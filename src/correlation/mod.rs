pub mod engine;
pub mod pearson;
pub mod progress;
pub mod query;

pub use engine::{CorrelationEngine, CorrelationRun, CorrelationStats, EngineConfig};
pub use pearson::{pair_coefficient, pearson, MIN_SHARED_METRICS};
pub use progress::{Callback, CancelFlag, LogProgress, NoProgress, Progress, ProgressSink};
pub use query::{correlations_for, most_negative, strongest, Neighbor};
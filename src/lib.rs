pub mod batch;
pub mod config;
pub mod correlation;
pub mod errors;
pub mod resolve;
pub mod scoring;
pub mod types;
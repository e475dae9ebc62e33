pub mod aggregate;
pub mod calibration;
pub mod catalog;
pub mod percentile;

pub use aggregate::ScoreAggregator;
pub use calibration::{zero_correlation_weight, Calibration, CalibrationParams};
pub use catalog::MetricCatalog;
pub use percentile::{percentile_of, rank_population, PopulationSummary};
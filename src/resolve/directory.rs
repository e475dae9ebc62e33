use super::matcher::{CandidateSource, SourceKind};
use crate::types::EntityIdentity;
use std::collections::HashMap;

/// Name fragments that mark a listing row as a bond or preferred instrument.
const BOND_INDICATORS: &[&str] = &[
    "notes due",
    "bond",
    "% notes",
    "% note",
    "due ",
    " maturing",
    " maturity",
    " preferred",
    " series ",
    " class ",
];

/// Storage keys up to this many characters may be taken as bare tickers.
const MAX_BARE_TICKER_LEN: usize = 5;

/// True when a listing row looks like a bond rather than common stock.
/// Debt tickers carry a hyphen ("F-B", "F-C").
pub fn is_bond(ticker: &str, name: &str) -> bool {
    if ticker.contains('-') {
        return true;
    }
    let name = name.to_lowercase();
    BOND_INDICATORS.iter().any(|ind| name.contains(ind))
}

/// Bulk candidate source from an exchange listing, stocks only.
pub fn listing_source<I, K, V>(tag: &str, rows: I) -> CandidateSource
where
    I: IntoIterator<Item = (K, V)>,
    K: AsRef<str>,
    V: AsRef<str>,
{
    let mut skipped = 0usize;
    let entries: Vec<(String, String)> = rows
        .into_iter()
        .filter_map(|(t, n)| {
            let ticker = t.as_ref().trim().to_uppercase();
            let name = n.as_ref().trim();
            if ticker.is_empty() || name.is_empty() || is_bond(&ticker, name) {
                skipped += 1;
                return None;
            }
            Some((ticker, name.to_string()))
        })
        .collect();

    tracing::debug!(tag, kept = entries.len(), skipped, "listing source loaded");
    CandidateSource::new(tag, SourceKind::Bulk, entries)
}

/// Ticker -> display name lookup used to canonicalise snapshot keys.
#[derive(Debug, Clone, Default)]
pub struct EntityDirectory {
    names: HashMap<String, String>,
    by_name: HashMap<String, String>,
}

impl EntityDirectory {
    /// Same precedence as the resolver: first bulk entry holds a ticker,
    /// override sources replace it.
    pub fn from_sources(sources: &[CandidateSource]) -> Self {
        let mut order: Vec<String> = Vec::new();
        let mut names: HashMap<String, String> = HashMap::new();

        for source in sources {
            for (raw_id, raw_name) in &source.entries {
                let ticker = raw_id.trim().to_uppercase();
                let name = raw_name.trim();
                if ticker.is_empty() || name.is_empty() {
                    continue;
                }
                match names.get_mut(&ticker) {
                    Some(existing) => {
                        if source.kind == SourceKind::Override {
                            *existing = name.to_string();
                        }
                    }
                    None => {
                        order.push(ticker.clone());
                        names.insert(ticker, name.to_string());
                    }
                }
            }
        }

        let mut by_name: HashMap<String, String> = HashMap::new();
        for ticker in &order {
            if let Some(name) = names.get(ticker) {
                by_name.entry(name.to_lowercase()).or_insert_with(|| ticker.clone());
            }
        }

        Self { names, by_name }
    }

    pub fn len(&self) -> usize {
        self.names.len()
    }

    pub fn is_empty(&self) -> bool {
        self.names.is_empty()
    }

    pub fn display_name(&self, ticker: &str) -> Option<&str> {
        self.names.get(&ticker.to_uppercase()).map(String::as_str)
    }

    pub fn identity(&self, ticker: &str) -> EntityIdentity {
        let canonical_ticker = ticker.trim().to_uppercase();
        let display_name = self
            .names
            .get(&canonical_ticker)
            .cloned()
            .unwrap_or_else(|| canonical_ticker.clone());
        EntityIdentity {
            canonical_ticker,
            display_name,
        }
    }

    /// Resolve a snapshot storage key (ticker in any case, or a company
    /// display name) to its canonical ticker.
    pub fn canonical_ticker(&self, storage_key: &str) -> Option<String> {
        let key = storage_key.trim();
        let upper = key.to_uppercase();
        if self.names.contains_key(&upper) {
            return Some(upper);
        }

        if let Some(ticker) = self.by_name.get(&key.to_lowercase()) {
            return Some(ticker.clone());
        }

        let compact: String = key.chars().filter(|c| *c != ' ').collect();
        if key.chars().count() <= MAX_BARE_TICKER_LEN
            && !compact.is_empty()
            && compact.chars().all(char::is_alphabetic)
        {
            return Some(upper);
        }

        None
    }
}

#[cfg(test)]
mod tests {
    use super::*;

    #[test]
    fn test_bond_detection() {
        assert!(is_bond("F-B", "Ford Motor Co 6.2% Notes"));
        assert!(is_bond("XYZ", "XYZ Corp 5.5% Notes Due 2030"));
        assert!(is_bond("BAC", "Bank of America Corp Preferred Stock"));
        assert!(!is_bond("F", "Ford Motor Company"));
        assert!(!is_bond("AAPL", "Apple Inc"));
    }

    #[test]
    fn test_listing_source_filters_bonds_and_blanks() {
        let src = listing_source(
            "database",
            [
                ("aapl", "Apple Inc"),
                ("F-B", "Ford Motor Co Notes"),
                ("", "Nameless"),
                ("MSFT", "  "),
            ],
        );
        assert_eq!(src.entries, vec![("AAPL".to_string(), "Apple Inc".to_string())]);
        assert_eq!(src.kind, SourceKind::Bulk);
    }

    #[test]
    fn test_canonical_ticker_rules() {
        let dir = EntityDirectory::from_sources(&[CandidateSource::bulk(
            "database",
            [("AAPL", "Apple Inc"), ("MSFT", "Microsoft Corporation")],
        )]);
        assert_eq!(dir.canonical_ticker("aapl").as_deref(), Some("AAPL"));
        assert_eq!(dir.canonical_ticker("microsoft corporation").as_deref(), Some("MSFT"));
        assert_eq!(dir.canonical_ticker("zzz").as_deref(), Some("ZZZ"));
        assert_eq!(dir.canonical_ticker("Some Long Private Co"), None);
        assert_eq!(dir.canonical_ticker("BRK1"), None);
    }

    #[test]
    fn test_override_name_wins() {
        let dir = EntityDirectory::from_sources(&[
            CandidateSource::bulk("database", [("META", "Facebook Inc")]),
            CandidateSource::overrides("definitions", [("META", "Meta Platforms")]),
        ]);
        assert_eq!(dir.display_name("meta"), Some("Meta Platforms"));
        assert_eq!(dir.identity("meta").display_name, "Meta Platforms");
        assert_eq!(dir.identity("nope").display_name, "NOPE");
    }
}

━━━━

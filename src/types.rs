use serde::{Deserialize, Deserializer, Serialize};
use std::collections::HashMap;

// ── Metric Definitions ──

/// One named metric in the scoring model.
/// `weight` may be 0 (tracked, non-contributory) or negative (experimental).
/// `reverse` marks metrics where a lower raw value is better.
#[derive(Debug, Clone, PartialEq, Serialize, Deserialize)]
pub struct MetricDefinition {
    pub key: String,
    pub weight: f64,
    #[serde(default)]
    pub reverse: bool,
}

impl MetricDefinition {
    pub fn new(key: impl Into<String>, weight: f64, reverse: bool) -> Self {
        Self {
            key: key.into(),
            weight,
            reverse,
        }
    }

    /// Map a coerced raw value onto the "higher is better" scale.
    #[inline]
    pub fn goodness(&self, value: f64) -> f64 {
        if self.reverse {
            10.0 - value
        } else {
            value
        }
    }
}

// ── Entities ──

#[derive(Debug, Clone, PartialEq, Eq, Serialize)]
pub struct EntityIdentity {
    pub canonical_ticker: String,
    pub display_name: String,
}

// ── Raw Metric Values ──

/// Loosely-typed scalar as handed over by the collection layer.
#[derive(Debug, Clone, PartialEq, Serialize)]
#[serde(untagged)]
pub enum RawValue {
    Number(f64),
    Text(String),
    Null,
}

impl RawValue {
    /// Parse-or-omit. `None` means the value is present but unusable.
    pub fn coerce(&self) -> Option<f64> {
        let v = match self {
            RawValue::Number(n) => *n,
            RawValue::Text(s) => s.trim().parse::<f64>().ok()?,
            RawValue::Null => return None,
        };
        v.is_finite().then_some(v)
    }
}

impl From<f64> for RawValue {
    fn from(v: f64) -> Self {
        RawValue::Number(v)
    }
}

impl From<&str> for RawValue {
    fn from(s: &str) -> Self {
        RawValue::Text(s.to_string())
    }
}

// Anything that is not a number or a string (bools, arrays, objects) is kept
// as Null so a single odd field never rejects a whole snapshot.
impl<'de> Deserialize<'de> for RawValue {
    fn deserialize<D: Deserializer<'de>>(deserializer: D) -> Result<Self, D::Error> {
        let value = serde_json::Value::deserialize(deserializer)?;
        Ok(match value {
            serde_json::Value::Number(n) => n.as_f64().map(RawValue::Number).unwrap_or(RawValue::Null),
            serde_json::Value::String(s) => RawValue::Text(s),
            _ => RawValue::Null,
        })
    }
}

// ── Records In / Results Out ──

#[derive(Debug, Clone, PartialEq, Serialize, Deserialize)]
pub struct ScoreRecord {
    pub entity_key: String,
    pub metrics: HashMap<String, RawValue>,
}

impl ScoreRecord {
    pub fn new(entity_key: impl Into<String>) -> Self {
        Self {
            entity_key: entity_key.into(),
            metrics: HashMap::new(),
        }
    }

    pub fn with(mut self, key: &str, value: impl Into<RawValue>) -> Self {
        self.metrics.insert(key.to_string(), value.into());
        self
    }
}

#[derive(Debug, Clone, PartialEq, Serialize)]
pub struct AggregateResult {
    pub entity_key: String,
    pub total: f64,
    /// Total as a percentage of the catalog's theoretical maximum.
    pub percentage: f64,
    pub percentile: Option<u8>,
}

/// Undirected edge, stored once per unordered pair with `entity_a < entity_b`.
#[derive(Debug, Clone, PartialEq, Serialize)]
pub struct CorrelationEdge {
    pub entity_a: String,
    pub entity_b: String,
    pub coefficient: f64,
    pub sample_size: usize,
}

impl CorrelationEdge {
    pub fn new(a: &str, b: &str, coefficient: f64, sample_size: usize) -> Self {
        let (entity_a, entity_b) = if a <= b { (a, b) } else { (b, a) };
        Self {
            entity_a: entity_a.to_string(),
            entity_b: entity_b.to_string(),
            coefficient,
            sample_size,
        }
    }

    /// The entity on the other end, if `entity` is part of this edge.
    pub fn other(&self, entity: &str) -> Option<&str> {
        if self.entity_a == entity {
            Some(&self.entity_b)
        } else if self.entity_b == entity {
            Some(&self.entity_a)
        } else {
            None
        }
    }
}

━━━━

Write out only the lines that run from the line containing "pub mod batch;" through the line containing "than common stock.", both included, exactly as they appear above.

pub mod batch;
pub mod config;
pub mod correlation;
pub mod errors;
pub mod resolve;
pub mod scoring;
pub mod types;
repository e475dae9ebc62e33
pub mod aggregate;
pub mod calibration;
pub mod catalog;
pub mod percentile;

pub use aggregate::ScoreAggregator;
pub use calibration::{zero_correlation_weight, Calibration, CalibrationParams};
pub use catalog::MetricCatalog;
pub use percentile::{percentile_of, rank_population, PopulationSummary};
filename src/resolve/directory.rs
repository e475dae9ebc62e33
use super::matcher::{CandidateSource, SourceKind};
use crate::types::EntityIdentity;
use std::collections::HashMap;

/// Name fragments that mark a listing row as a bond or preferred instrument.
const BOND_INDICATORS: &[&str] = &[
    "notes due",
    "bond",
    "% notes",
    "% note",
    "due ",
    " maturing",
    " maturity",
    " preferred",
    " series ",
    " class ",
];

/// Storage keys up to this many characters may be taken as bare tickers.
const MAX_BARE_TICKER_LEN: usize = 5;

/// True when a listing row looks like a bond rather than common stock.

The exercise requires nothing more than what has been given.